Kosmogonia is a composition by Krzysztof Penderecki.

Kosmogonia (derived from cosmos) was commissioned by and in celebration of the United Nations twenty-fifth anniversary. It was then performed (on October 24, 1970) at the United Nations Headquarters in New York with Zubin Mehta, the choir of Rutgers University and the Los Angeles Philharmonic Orchestra. Penderecki composed the work in his then avant-garde style.

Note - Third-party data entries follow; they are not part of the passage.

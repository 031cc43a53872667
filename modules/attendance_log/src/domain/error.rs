use thiserror::Error;

/// Domain-specific errors using thiserror
#[derive(Error, Debug, Clone, PartialEq, Eq)]
pub enum DomainError {
    #[error("Missing required field: {field}")]
    MissingField { field: &'static str },

    #[error("Malformed payload: {reason}")]
    MalformedPayload { reason: String },

    #[error("Batch is empty")]
    EmptyBatch,

    #[error("Batch of {size} bytes exceeds the limit of {limit} bytes")]
    BatchTooLarge { size: usize, limit: usize },

    #[error("Attendance store failure: {message}")]
    StoreFailure { message: String },

    #[error("Attendance log has not been created yet")]
    NotFound,
}

impl DomainError {
    pub fn missing_field(field: &'static str) -> Self {
        Self::MissingField { field }
    }

    pub fn malformed(reason: impl Into<String>) -> Self {
        Self::MalformedPayload {
            reason: reason.into(),
        }
    }

    pub fn store_failure(message: impl Into<String>) -> Self {
        Self::StoreFailure {
            message: message.into(),
        }
    }

    /// Whether a well-behaved client should resend the same request.
    /// Only store failures qualify; client errors would fail the same way again.
    pub fn is_retryable(&self) -> bool {
        matches!(self, Self::StoreFailure { .. })
    }
}
//! HTTP ingress: the middleware stack, the liveness endpoints and the serve loop.
//! Feature modules contribute routes; this crate owns everything around them.

use std::net::SocketAddr;
use std::time::Duration;

use anyhow::Result;
use axum::{middleware::from_fn, routing::get, Router};
use tokio_util::sync::CancellationToken;
use tower_http::{
    cors::CorsLayer,
    limit::RequestBodyLimitLayer,
    request_id::{PropagateRequestIdLayer, SetRequestIdLayer},
    timeout::TimeoutLayer,
};

mod config;
pub mod request_id;
pub mod web;

pub use config::ApiIngressConfig;

/// Owns the HTTP server and wraps module routes in the shared middleware.
#[derive(Debug, Clone)]
pub struct ApiIngress {
    config: ApiIngressConfig,
    request_timeout: Option<Duration>,
}

impl ApiIngress {
    /// Section name under `modules:` in the application config.
    pub const NAME: &'static str = "api_ingress";

    pub fn new(config: ApiIngressConfig) -> Self {
        Self {
            config,
            request_timeout: None,
        }
    }

    /// Abort handlers that run longer than `timeout`; zero disables the limit.
    pub fn with_request_timeout(mut self, timeout: Duration) -> Self {
        self.request_timeout = (!timeout.is_zero()).then_some(timeout);
        self
    }

    /// Router with the ingress-owned endpoints, ready for modules to extend.
    pub fn base_router(&self) -> Router {
        Router::new()
            .route("/", get(web::liveness))
            .route("/health", get(web::health_check))
    }

    /// Wrap the complete router in the middleware stack.
    ///
    /// Resulting order, outermost to innermost:
    /// SetRequestId -> PropagateRequestId -> push_req_id_to_extensions -> Trace -> Timeout -> CORS -> BodyLimit
    pub fn finalize(&self, mut router: Router) -> Router {
        let x_request_id = request_id::header();

        router = router.layer(RequestBodyLimitLayer::new(self.config.body_limit_bytes));

        if self.config.cors_enabled {
            router = router.layer(CorsLayer::permissive());
        }

        if let Some(timeout) = self.request_timeout {
            router = router.layer(TimeoutLayer::new(timeout));
        }

        router = router.layer(request_id::create_trace_layer());
        router = router.layer(from_fn(request_id::push_req_id_to_extensions));
        router = router.layer(PropagateRequestIdLayer::new(x_request_id.clone()));
        router.layer(SetRequestIdLayer::new(x_request_id, request_id::MakeReqId))
    }

    /// Bind `addr` and serve until `cancel` fires, then drain in-flight requests.
    pub async fn serve(
        &self,
        router: Router,
        addr: SocketAddr,
        cancel: CancellationToken,
    ) -> Result<()> {
        let listener = tokio::net::TcpListener::bind(addr).await?;
        tracing::info!("Server is now listening on {}", listener.local_addr()?);

        let shutdown = async move {
            cancel.cancelled().await;
            tracing::info!("HTTP server shutting down gracefully");
        };

        axum::serve(listener, router)
            .with_graceful_shutdown(shutdown)
            .await
            .map_err(|e| anyhow::anyhow!(e))
    }
}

The work is written for an extensive line-up, both in choir and in orchestra:
- soloists: soprano, tenor and bass
- mixed choir: sopranos, altos, tenors, baritones
- 4 flutes, of which 2 also piccolo, 4 oboes, 3 clarinets, 1 bass clarinets, 3 bassoons, 1 contra bassoon, 2 alto saxophones, 1 baritone saxophone
- 6 horns, 4 trumpets, 4 trombones, 2 tubas
- 4 male / female percussion, bass guitar, harp, celesta, harmonium, piano, organ
- 24 violins, 10 violas, 10 cellos and 8 double bass

The work was put on LP soon after the premiere by the Polish National Radio Symphony Orchestra with choir conducted by Andrzej Markowski. The next recording of this piece was released in a continuous retrospective by the composer in 2012.